# PROVIDED DATA
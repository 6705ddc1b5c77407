//! Top-level structure extraction
//!
//! Splits a file into units: import statements, named constructs
//! (functions, classes, variables) and loose top-level code. Blank lines
//! between units belong to no unit. Python extents follow indentation;
//! brace languages follow bracket balance with strings and comments skipped.
//! Unbalanced input is a parse error so callers can fall back to a line merge.

use std::collections::HashMap;

use crate::merge::semantic::language::Language;

/// Named construct kinds addressed by location
#[derive(Debug, Clone, Copy, PartialEq, Eq, Hash)]
pub enum ConstructKind {
    Function,
    Class,
    Variable,
}

impl ConstructKind {
    pub fn location_prefix(&self) -> &'static str {
        match self {
            ConstructKind::Function => "function",
            ConstructKind::Class => "class",
            ConstructKind::Variable => "variable",
        }
    }
}

#[derive(Debug, Clone, PartialEq, Eq)]
pub enum UnitKind {
    /// Import statement, keyed by its whitespace-normalized text
    Import { key: String },
    Construct { kind: ConstructKind, name: String },
    Loose,
}

/// A contiguous run of lines `[start, end)`
#[derive(Debug, Clone, PartialEq, Eq)]
pub struct Unit {
    pub kind: UnitKind,
    pub start: usize,
    pub end: usize,
}

impl Unit {
    /// `function:<name>`, `class:<name>` or `variable:<name>` for constructs
    pub fn location(&self) -> Option<String> {
        match &self.kind {
            UnitKind::Construct { kind, name } => {
                Some(format!("{}:{}", kind.location_prefix(), name))
            }
            _ => None,
        }
    }

    pub fn import_key(&self) -> Option<&str> {
        match &self.kind {
            UnitKind::Import { key } => Some(key),
            _ => None,
        }
    }

    pub fn is_construct(&self) -> bool {
        matches!(self.kind, UnitKind::Construct { .. })
    }
}

/// Parsed top-level layout of one file
#[derive(Debug, Clone)]
pub struct FileStructure {
    pub language: Language,
    pub lines: Vec<String>,
    pub units: Vec<Unit>,
}

impl FileStructure {
    /// Parse LF-normalized content
    pub fn parse(content: &str, language: Language) -> Result<Self, String> {
        let lines: Vec<String> = content.lines().map(|l| l.to_string()).collect();
        let mut units = if language.uses_braces() {
            scan_brace_units(&lines, language)?
        } else {
            scan_python_units(&lines, language)?
        };
        disambiguate_names(&mut units);
        Ok(Self {
            language,
            lines,
            units,
        })
    }

    pub fn text(&self, unit: &Unit) -> String {
        self.lines[unit.start..unit.end].join("\n")
    }

    pub fn imports(&self) -> impl Iterator<Item = &Unit> {
        self.units.iter().filter(|u| u.import_key().is_some())
    }

    pub fn constructs(&self) -> impl Iterator<Item = &Unit> {
        self.units.iter().filter(|u| u.is_construct())
    }

    pub fn loose(&self) -> impl Iterator<Item = &Unit> {
        self.units.iter().filter(|u| u.kind == UnitKind::Loose)
    }

    pub fn construct_at(&self, location: &str) -> Option<&Unit> {
        self.constructs()
            .find(|u| u.location().as_deref() == Some(location))
    }

    /// Line index just past the last import, if there are imports
    pub fn imports_end(&self) -> Option<usize> {
        self.imports().map(|u| u.end).max()
    }

    pub fn first_construct_start(&self) -> Option<usize> {
        self.constructs().map(|u| u.start).min()
    }

    pub fn last_construct_end(&self) -> Option<usize> {
        self.constructs().map(|u| u.end).max()
    }
}

/// Collapse runs of whitespace so formatting differences compare equal
pub fn normalize_whitespace(text: &str) -> String {
    text.split_whitespace().collect::<Vec<_>>().join(" ")
}

fn is_blank(line: &str) -> bool {
    line.trim().is_empty()
}

fn indent_width(line: &str) -> usize {
    line.len() - line.trim_start().len()
}

/// Classify a header line (already trimmed at the start)
fn classify(trimmed: &str, language: Language) -> Option<UnitKind> {
    let patterns = language.patterns();

    if patterns.imports.iter().any(|re| re.is_match(trimmed)) {
        // Key filled in once the unit extent is known
        return Some(UnitKind::Import { key: String::new() });
    }

    if let Some(re) = &patterns.impl_block {
        if let Some(caps) = re.captures(trimmed) {
            return Some(UnitKind::Construct {
                kind: ConstructKind::Class,
                name: format!("impl {}", normalize_whitespace(&caps[1])),
            });
        }
    }

    let groups = [
        (ConstructKind::Function, &patterns.functions),
        (ConstructKind::Class, &patterns.classes),
        (ConstructKind::Variable, &patterns.variables),
    ];
    for (kind, regexes) in groups {
        if let Some(name) = regexes
            .iter()
            .find_map(|re| re.captures(trimmed).map(|c| c[1].to_string()))
        {
            return Some(UnitKind::Construct { kind, name });
        }
    }

    None
}

fn finish_unit(kind: UnitKind, start: usize, end: usize, lines: &[String]) -> Unit {
    let kind = match kind {
        UnitKind::Import { .. } => UnitKind::Import {
            key: normalize_whitespace(&lines[start..end].join(" "))
                .trim_end_matches(';')
                .to_string(),
        },
        other => other,
    };
    Unit { kind, start, end }
}

/// Second and later constructs sharing a location get a `#n` suffix
fn disambiguate_names(units: &mut [Unit]) {
    let mut seen: HashMap<(ConstructKind, String), usize> = HashMap::new();
    for unit in units.iter_mut() {
        if let UnitKind::Construct { kind, name } = &mut unit.kind {
            let count = seen.entry((*kind, name.clone())).or_insert(0);
            *count += 1;
            if *count > 1 {
                *name = format!("{}#{}", name, count);
            }
        }
    }
}

// -----------------------------------------------------------------------------
// Bracket balance scanning
// -----------------------------------------------------------------------------

#[derive(Debug, Default)]
struct Balance {
    depth: i32,
    opened_brace: bool,
    in_block_comment: bool,
    in_template: bool,
    triple: Option<&'static str>,
}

# PROBLEM TO SOLVE
Would you please copy the whole listing exactly as given?

# SOLVED EXERCISE
repository 6705ddc1b5c77407
//! Top-level structure extraction
//!
//! Splits a file into units: import statements, named constructs
//! (functions, classes, variables) and loose top-level code. Blank lines
//! between units belong to no unit. Python extents follow indentation;
//! brace languages follow bracket balance with strings and comments skipped.
//! Unbalanced input is a parse error so callers can fall back to a line merge.

use std::collections::HashMap;

use crate::merge::semantic::language::Language;

/// Named construct kinds addressed by location
#[derive(Debug, Clone, Copy, PartialEq, Eq, Hash)]
pub enum ConstructKind {
    Function,
    Class,
    Variable,
}

impl ConstructKind {
    pub fn location_prefix(&self) -> &'static str {
        match self {
            ConstructKind::Function => "function",
            ConstructKind::Class => "class",
            ConstructKind::Variable => "variable",
        }
    }
}

#[derive(Debug, Clone, PartialEq, Eq)]
pub enum UnitKind {
    /// Import statement, keyed by its whitespace-normalized text
    Import { key: String },
    Construct { kind: ConstructKind, name: String },
    Loose,
}

/// A contiguous run of lines `[start, end)`
#[derive(Debug, Clone, PartialEq, Eq)]
pub struct Unit {
    pub kind: UnitKind,
    pub start: usize,
    pub end: usize,
}

impl Unit {
    /// `function:<name>`, `class:<name>` or `variable:<name>` for constructs
    pub fn location(&self) -> Option<String> {
        match &self.kind {
            UnitKind::Construct { kind, name } => {
                Some(format!("{}:{}", kind.location_prefix(), name))
            }
            _ => None,
        }
    }

    pub fn import_key(&self) -> Option<&str> {
        match &self.kind {
            UnitKind::Import { key } => Some(key),
            _ => None,
        }
    }

    pub fn is_construct(&self) -> bool {
        matches!(self.kind, UnitKind::Construct { .. })
    }
}

/// Parsed top-level layout of one file
#[derive(Debug, Clone)]
pub struct FileStructure {
    pub language: Language,
    pub lines: Vec<String>,
    pub units: Vec<Unit>,
}

impl FileStructure {
    /// Parse LF-normalized content
    pub fn parse(content: &str, language: Language) -> Result<Self, String> {
        let lines: Vec<String> = content.lines().map(|l| l.to_string()).collect();
        let mut units = if language.uses_braces() {
            scan_brace_units(&lines, language)?
        } else {
            scan_python_units(&lines, language)?
        };
        disambiguate_names(&mut units);
        Ok(Self {
            language,
            lines,
            units,
        })
    }

    pub fn text(&self, unit: &Unit) -> String {
        self.lines[unit.start..unit.end].join("\n")
    }

    pub fn imports(&self) -> impl Iterator<Item = &Unit> {
        self.units.iter().filter(|u| u.import_key().is_some())
    }

    pub fn constructs(&self) -> impl Iterator<Item = &Unit> {
        self.units.iter().filter(|u| u.is_construct())
    }

    pub fn loose(&self) -> impl Iterator<Item = &Unit> {
        self.units.iter().filter(|u| u.kind == UnitKind::Loose)
    }

    pub fn construct_at(&self, location: &str) -> Option<&Unit> {
        self.constructs()
            .find(|u| u.location().as_deref() == Some(location))
    }

    /// Line index just past the last import, if there are imports
    pub fn imports_end(&self) -> Option<usize> {
        self.imports().map(|u| u.end).max()
    }

    pub fn first_construct_start(&self) -> Option<usize> {
        self.constructs().map(|u| u.start).min()
    }

    pub fn last_construct_end(&self) -> Option<usize> {
        self.constructs().map(|u| u.end).max()
    }
}

/// Collapse runs of whitespace so formatting differences compare equal
pub fn normalize_whitespace(text: &str) -> String {
    text.split_whitespace().collect::<Vec<_>>().join(" ")
}

fn is_blank(line: &str) -> bool {
    line.trim().is_empty()
}

fn indent_width(line: &str) -> usize {
    line.len() - line.trim_start().len()
}

/// Classify a header line (already trimmed at the start)
fn classify(trimmed: &str, language: Language) -> Option<UnitKind> {
    let patterns = language.patterns();

    if patterns.imports.iter().any(|re| re.is_match(trimmed)) {
        // Key filled in once the unit extent is known
        return Some(UnitKind::Import { key: String::new() });
    }

    if let Some(re) = &patterns.impl_block {
        if let Some(caps) = re.captures(trimmed) {
            return Some(UnitKind::Construct {
                kind: ConstructKind::Class,
                name: format!("impl {}", normalize_whitespace(&caps[1])),
            });
        }
    }

    let groups = [
        (ConstructKind::Function, &patterns.functions),
        (ConstructKind::Class, &patterns.classes),
        (ConstructKind::Variable, &patterns.variables),
    ];
    for (kind, regexes) in groups {
        if let Some(name) = regexes
            .iter()
            .find_map(|re| re.captures(trimmed).map(|c| c[1].to_string()))
        {
            return Some(UnitKind::Construct { kind, name });
        }
    }

    None
}

fn finish_unit(kind: UnitKind, start: usize, end: usize, lines: &[String]) -> Unit {
    let kind = match kind {
        UnitKind::Import { .. } => UnitKind::Import {
            key: normalize_whitespace(&lines[start..end].join(" "))
                .trim_end_matches(';')
                .to_string(),
        },
        other => other,
    };
    Unit { kind, start, end }
}

/// Second and later constructs sharing a location get a `#n` suffix
fn disambiguate_names(units: &mut [Unit]) {
    let mut seen: HashMap<(ConstructKind, String), usize> = HashMap::new();
    for unit in units.iter_mut() {
        if let UnitKind::Construct { kind, name } = &mut unit.kind {
            let count = seen.entry((*kind, name.clone())).or_insert(0);
            *count += 1;
            if *count > 1 {
                *name = format!("{}#{}", name, count);
            }
        }
    }
}

// -----------------------------------------------------------------------------
// Bracket balance scanning
// -----------------------------------------------------------------------------

#[derive(Debug, Default)]
struct Balance {
    depth: i32,
    opened_brace: bool,
    in_block_comment: bool,
    in_template: bool,
    triple: Option<&'static str>,
}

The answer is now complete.